Dans la première lecture que nous avons entendue, le prophète Isaïe nous pose une question fondamentale : quel sera le vrai sauveur d’Israël ? Frères et sœurs, à cette époque, les Juifs déportés à Babylone commençaient à entrevoir une délivrance possible, car Cyrus, roi des perses, menaçait la Chaldée, longtemps toute puissante. Le prophète lui-même, dans cette attente généralisée du Messie sauveur, avait pensé un instant que ce prince à la réputation libérale, pourrait être le serviteur de Dieu, son Messie, celui qui réaliserait son dessein de salut.

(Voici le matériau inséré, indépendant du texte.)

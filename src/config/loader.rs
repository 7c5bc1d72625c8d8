//! Configuration and credentials file loading.
//!
//! Project configuration lives in `.sandenv/config.yml`, optionally
//! overridden by an untracked `.sandenv/config.local.yml`. Discovered
//! credentials are exchanged as JSON.

use crate::config::merger::merge_configs;
use crate::config::schema::ResolutionConfig;
use crate::credentials::DiscoveredCredentials;
use crate::error::{Result, SandenvError};
use std::fs;
use std::path::{Path, PathBuf};

/// Directory holding project configuration.
pub const CONFIG_DIR: &str = ".sandenv";

/// Paths to configuration files in merge order (later overrides earlier).
#[derive(Debug, Clone)]
pub struct ConfigPaths {
    /// Project config: .sandenv/config.yml
    pub project: Option<PathBuf>,

    /// Local overrides: .sandenv/config.local.yml
    pub project_local: Option<PathBuf>,
}

impl ConfigPaths {
    /// Discover config files for the given project root.
    pub fn discover(project_root: &Path) -> Self {
        Self {
            project: existing(project_root.join(CONFIG_DIR).join("config.yml")),
            project_local: existing(project_root.join(CONFIG_DIR).join("config.local.yml")),
        }
    }

    /// Returns all existing config paths in merge order.
    pub fn all_existing(&self) -> Vec<&PathBuf> {
        self.project.iter().chain(self.project_local.iter()).collect()
    }

    /// Check if a project config exists.
    pub fn has_project_config(&self) -> bool {
        self.project.is_some()
    }
}

fn existing(path: PathBuf) -> Option<PathBuf> {
    path.exists().then_some(path)
}

/// Find the project root by walking up from `start`.
///
/// Looks for a `.sandenv` directory first, then falls back to `.git`.
pub fn find_project_root(start: &Path) -> Option<PathBuf> {
    start
        .ancestors()
        .find(|dir| dir.join(CONFIG_DIR).is_dir() || dir.join(".git").exists())
        .map(Path::to_path_buf)
}

fn read_file(path: &Path) -> Result<String> {
    fs::read_to_string(path).map_err(|e| {
        if e.kind() == std::io::ErrorKind::NotFound {
            SandenvError::ConfigNotFound {
                path: path.to_path_buf(),
            }
        } else {
            SandenvError::Io(e)
        }
    })
}

/// Parse YAML content into a [`ResolutionConfig`].
///
/// `source_path` is only used for error reporting.
pub fn parse_config(content: &str, source_path: &Path) -> Result<ResolutionConfig> {
    serde_yaml::from_str(content).map_err(|e| SandenvError::ConfigParseError {
        path: source_path.to_path_buf(),
        message: e.to_string(),
    })
}

/// Load a single config file.
///
/// A relative `env_file` is resolved against the file's own directory.
///
/// # Errors
///
/// Returns `ConfigNotFound` if the file doesn't exist.
/// Returns `ConfigParseError` if the YAML is invalid.
pub fn load_config_file(path: &Path) -> Result<ResolutionConfig> {
    let content = read_file(path)?;
    let config = parse_config(&content, path)?;
    let base = path.parent().unwrap_or_else(|| Path::new("."));
    Ok(anchor_env_file(config, base))
}

/// Load and merge the project config and its local overrides.
///
/// A relative `env_file` is resolved against the project root.
///
/// # Errors
///
/// Returns `ConfigNotFound` if no project config exists.
/// Returns `ConfigParseError` if any config file is invalid.
pub fn load_merged_config(project_root: &Path) -> Result<ResolutionConfig> {
    let paths = ConfigPaths::discover(project_root);
    let project_path = project_root.join(CONFIG_DIR).join("config.yml");

    if !paths.has_project_config() {
        return Err(SandenvError::ConfigNotFound { path: project_path });
    }

    let mut values = Vec::new();
    for path in paths.all_existing() {
        tracing::debug!("Loading config {}", path.display());
        let content = read_file(path)?;
        let value: serde_yaml::Value =
            serde_yaml::from_str(&content).map_err(|e| SandenvError::ConfigParseError {
                path: path.clone(),
                message: e.to_string(),
            })?;
        // An empty or comment-only file parses to null and contributes nothing.
        if value.is_null() {
            tracing::debug!("Config {} is empty, skipping", path.display());
            continue;
        }
        values.push(value);
    }

    let config: ResolutionConfig =
        serde_yaml::from_value(merge_configs(&values)).map_err(|e| {
            SandenvError::ConfigParseError {
                path: project_path,
                message: format!("Failed to parse merged config: {}", e),
            }
        })?;

    Ok(anchor_env_file(config, project_root))
}

/// Load config with optional path override.
///
/// An explicit path is loaded on its own. Otherwise the project config is
/// discovered; a project without one resolves with the default config.
pub fn load_config(project_root: &Path, config_override: Option<&Path>) -> Result<ResolutionConfig> {
    match config_override {
        Some(path) => load_config_file(path),
        None => match load_merged_config(project_root) {
            Err(SandenvError::ConfigNotFound { path }) => {
                tracing::debug!("No project config at {}, using defaults", path.display());
                Ok(ResolutionConfig::default())
            }
            other => other,
        },
    }
}

/// Load discovered credentials from a JSON file.
///
/// # Errors
///
/// Returns `ConfigNotFound` if the file doesn't exist.
/// Returns `CredentialsParseError` if the JSON is invalid.
pub fn load_credentials(path: &Path) -> Result<DiscoveredCredentials> {
    let content = read_file(path)?;
    serde_json::from_str(&content).map_err(|e| SandenvError::CredentialsParseError {
        path: path.to_path_buf(),
        message: e.to_string(),
    })
}

fn anchor_env_file(mut config: ResolutionConfig, base: &Path) -> ResolutionConfig {
    if let Some(env_file) = &config.env_file {
        if env_file.is_relative() {
            config.env_file = Some(base.join(env_file));
        }
    }
    config
}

Mais bien vite, il a entrevu que la véritable nature du projet divin devait être d’un tout autre type qu’un héros guerrier. C’est alors qu’il commence à le décrire sous les traits d’un homme totalement soumis, fidèle au Seigneur dont il ne cesse d’écouter la parole : ‘‘la parole me réveille chaque matin, pour que j’écoute comme celui qui se laisse instruire’’ Is.50, 4. Courageusement, ce serviteur met la parole en pratique, quoi qu’il lui en coûte : ‘‘j’ai présenté mon dos à ceux qui me frappaient, et mes joues à ceux qui m’arrachaient la barbe’’ Is.50, 6. Soumis à la persécution, ce serviteur sait qu’il triomphera finalement de tous ceux qui s’acharnent contre : ‘‘le Seigneur Dieu vient à mon secours, c’est pourquoi je ne suis pas atteint par les outrages, j’ai rendu mon visage dur comme pierre, je sais que je ne serai pas confondu’’ Is.50, 7.

 

Révérends Pères,

Frères et sœurs,

 

        L’inauguration de votre chapelle d’adoration vous oblige désormais à imiter Celui qui vient y trôner et dont nous venons de voir les traits. Loin du héros guerrier, il est l’homme totalement soumis, fidèle au Seigneur et à l’écoute de sa Parole. En installant Jésus tout à l’heure dans cette chapelle qui Lui est dédiée, je voudrais vous interroger : pour le retour définitif de la paix en Côte d’Ivoire, voulez-vous porter ce Dieu qui n’a l’air de rien du tout ? Voulez-vous porter ce Dieu qui ne pèse que le poids d’une hostie ? Si la fête des Rameaux nous montre que le Christ va vers sa mort, nous pouvons également nous interroger encore : à quel type de mort le Christ vous invite-t-il et pour quelle résurrection ?

 

        Chaque fois que vous entrerez dans cette chapelle, je vous invite à vous rappeler les paroles du Pape François et à vous en inspirer : ‘‘comment Jésus entre-t-il à Jérusalem ? La foule l’acclame comme Roi. Et lui ne s’oppose pas, il ne la fait pas taire (cf. Lc 19, 39-40). Mais quel type de Roi est Jésus ? Regardons-le : il monte un petit âne, il n’a pas une cour qui le suit, il n’est pas entouré d’une armée symbole de force. Ceux qui l’accompagnent ce sont des gens humbles, simples, qui ont la capacité de voir en Jésus quelque chose de plus ; qui ont le sens de la foi, qui dit : C’est le Sauveur. Jésus n’entre pas dans la Ville sainte pour recevoir les honneurs réservés aux rois terrestres,  qui ont le pouvoir, et la domination ; il entre pour être flagellé, insulté et outragé, comme l’annonce Isaïe dans la première Lecture (cf. Is 50, 6) ; il entre pour recevoir une couronne d’épines, un bâton, un manteau de pourpre, sa royauté sera objet de dérision ; il entre pour monter au Calvaire chargé d’un bois…

 

Jésus prend sur lui le mal, la saleté, le péché du monde, et aussi notre péché, le péché de nous tous, et il le lave, il le lave avec son sang, avec la miséricorde, avec l’amour de Dieu. Regardons autour de nous : combien de blessures le mal inflige-t-il à l’humanité ! Guerres, violences, conflits économiques qui frappent celui qui est plus faible, soif d’argent, que personne ne peut emporter avec soi. Ma grand-mère nous disait à nous enfants : le linceul n’a pas de poches. Amour de l’argent, pouvoir, corruption, divisions, crimes contre la vie humaine et contre la création ! Et aussi – chacun de nous le sait et le reconnaît – nos péchés personnels : les manques d’amour et de respect envers Dieu, envers le prochain et envers la création tout entière.’’ Fin de citation

 

Portez toutes ces intentions au Christ. Il est fidèle, qu’il vous affermisse et vous garde toujours !

 

Joyeuses fêtes et bonne montée à Pâques, avec le secours de la Vierge Marie et de Sainte Cécile.